# RECORDS FOR THE TASK
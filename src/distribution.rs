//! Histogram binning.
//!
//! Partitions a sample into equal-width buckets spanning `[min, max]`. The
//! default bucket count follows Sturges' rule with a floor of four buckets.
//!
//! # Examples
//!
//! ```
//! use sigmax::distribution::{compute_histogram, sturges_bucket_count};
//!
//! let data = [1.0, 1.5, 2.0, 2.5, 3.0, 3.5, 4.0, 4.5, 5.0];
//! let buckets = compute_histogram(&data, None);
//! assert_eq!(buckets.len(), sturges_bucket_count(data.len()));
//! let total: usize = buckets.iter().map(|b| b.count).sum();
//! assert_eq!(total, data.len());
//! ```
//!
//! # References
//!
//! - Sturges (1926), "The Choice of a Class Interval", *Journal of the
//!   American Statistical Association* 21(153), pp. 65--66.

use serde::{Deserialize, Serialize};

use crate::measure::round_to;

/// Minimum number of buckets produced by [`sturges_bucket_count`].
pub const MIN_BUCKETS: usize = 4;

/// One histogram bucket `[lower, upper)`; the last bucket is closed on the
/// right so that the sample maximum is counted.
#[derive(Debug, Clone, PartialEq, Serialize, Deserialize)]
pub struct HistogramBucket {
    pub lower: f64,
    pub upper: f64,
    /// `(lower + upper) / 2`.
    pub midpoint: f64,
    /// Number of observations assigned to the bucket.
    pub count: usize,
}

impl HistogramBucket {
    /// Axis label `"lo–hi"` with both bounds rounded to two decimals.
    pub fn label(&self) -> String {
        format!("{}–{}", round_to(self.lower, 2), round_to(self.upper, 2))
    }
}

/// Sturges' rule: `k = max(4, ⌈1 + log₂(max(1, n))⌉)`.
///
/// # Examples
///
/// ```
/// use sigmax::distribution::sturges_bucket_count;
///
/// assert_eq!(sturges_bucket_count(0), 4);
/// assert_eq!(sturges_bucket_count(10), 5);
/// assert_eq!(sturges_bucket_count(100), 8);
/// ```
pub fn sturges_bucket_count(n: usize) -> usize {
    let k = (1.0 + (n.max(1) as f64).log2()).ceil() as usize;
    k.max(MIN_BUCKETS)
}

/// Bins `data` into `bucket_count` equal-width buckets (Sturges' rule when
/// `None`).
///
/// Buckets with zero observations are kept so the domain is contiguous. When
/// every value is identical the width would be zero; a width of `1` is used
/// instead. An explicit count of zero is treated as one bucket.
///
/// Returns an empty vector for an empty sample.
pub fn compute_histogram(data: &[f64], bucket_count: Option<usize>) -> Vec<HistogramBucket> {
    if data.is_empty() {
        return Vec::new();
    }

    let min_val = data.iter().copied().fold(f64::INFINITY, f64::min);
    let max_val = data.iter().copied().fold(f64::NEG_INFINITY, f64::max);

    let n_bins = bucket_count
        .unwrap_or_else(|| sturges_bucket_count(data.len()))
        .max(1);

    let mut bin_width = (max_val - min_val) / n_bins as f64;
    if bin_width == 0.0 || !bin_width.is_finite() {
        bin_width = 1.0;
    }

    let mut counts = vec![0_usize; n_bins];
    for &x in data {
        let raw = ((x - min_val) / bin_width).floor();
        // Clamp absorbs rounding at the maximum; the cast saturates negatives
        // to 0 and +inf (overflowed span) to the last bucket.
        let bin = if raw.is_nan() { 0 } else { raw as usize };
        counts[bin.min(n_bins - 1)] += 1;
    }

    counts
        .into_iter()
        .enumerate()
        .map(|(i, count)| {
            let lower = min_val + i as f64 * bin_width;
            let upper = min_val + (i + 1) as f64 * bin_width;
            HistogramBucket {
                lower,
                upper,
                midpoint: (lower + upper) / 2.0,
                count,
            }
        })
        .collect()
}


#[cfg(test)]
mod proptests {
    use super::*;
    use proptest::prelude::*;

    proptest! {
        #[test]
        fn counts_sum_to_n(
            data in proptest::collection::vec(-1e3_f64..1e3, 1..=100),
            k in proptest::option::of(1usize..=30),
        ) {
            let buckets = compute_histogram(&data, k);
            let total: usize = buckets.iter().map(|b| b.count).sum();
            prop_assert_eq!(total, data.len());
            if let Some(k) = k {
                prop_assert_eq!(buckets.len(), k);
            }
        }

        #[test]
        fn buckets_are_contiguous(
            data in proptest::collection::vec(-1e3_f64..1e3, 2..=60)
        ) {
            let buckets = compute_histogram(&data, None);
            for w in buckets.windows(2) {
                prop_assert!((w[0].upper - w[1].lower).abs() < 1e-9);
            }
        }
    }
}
--
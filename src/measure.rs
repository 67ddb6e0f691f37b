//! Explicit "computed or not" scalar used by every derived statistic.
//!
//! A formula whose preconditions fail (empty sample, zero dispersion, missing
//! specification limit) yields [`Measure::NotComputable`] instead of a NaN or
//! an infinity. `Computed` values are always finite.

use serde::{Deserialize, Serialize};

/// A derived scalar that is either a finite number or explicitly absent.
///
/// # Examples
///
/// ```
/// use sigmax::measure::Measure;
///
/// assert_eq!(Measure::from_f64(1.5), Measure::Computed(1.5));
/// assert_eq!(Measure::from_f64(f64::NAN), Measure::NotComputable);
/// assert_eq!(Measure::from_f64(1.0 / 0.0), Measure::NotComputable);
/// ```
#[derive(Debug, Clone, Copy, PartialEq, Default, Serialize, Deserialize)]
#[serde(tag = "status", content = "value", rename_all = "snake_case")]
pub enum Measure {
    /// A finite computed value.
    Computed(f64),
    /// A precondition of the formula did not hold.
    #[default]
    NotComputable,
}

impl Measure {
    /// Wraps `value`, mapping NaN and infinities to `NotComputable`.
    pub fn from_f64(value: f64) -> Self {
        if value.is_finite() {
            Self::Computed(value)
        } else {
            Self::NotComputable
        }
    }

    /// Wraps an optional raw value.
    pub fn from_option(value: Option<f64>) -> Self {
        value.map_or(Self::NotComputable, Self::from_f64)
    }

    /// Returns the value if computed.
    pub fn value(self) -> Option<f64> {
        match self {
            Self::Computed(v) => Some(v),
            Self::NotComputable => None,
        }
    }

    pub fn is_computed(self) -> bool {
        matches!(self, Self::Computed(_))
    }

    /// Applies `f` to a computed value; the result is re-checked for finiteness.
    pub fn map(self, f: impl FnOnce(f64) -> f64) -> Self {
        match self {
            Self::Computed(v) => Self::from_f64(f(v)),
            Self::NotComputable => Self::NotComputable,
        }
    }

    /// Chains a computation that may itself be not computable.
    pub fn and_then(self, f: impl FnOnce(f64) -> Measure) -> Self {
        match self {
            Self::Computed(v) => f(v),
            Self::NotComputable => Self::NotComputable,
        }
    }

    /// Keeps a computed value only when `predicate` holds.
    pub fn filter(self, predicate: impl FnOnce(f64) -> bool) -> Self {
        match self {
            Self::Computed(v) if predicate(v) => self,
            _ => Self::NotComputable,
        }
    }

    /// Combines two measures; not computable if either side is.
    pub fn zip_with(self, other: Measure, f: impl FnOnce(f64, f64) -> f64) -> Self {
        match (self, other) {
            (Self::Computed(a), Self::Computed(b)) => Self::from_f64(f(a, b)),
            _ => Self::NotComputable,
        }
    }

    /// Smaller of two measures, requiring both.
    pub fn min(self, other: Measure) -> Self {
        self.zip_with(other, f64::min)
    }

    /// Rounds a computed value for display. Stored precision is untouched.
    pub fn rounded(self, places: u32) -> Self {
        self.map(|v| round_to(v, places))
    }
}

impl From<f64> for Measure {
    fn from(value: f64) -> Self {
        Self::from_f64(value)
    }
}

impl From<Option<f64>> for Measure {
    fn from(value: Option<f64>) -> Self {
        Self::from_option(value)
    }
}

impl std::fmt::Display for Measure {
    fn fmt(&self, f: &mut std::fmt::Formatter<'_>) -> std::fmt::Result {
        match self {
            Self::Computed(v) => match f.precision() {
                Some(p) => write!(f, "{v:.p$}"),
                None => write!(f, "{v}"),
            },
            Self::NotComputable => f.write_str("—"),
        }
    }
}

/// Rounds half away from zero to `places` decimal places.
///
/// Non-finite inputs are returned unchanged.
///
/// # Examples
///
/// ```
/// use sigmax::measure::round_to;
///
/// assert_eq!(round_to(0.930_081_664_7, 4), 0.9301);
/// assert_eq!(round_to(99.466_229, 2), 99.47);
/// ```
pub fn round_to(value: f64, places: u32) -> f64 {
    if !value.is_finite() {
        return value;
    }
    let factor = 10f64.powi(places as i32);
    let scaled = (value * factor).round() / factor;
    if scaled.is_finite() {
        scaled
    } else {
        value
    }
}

# TASK DESCRIPTION
The job is to copy each line from the material above that holds the word "floor".

# REPLY TO THE EXERCISE
//! default bucket count follows Sturges' rule with a floor of four buckets.
        let raw = ((x - min_val) / bin_width).floor();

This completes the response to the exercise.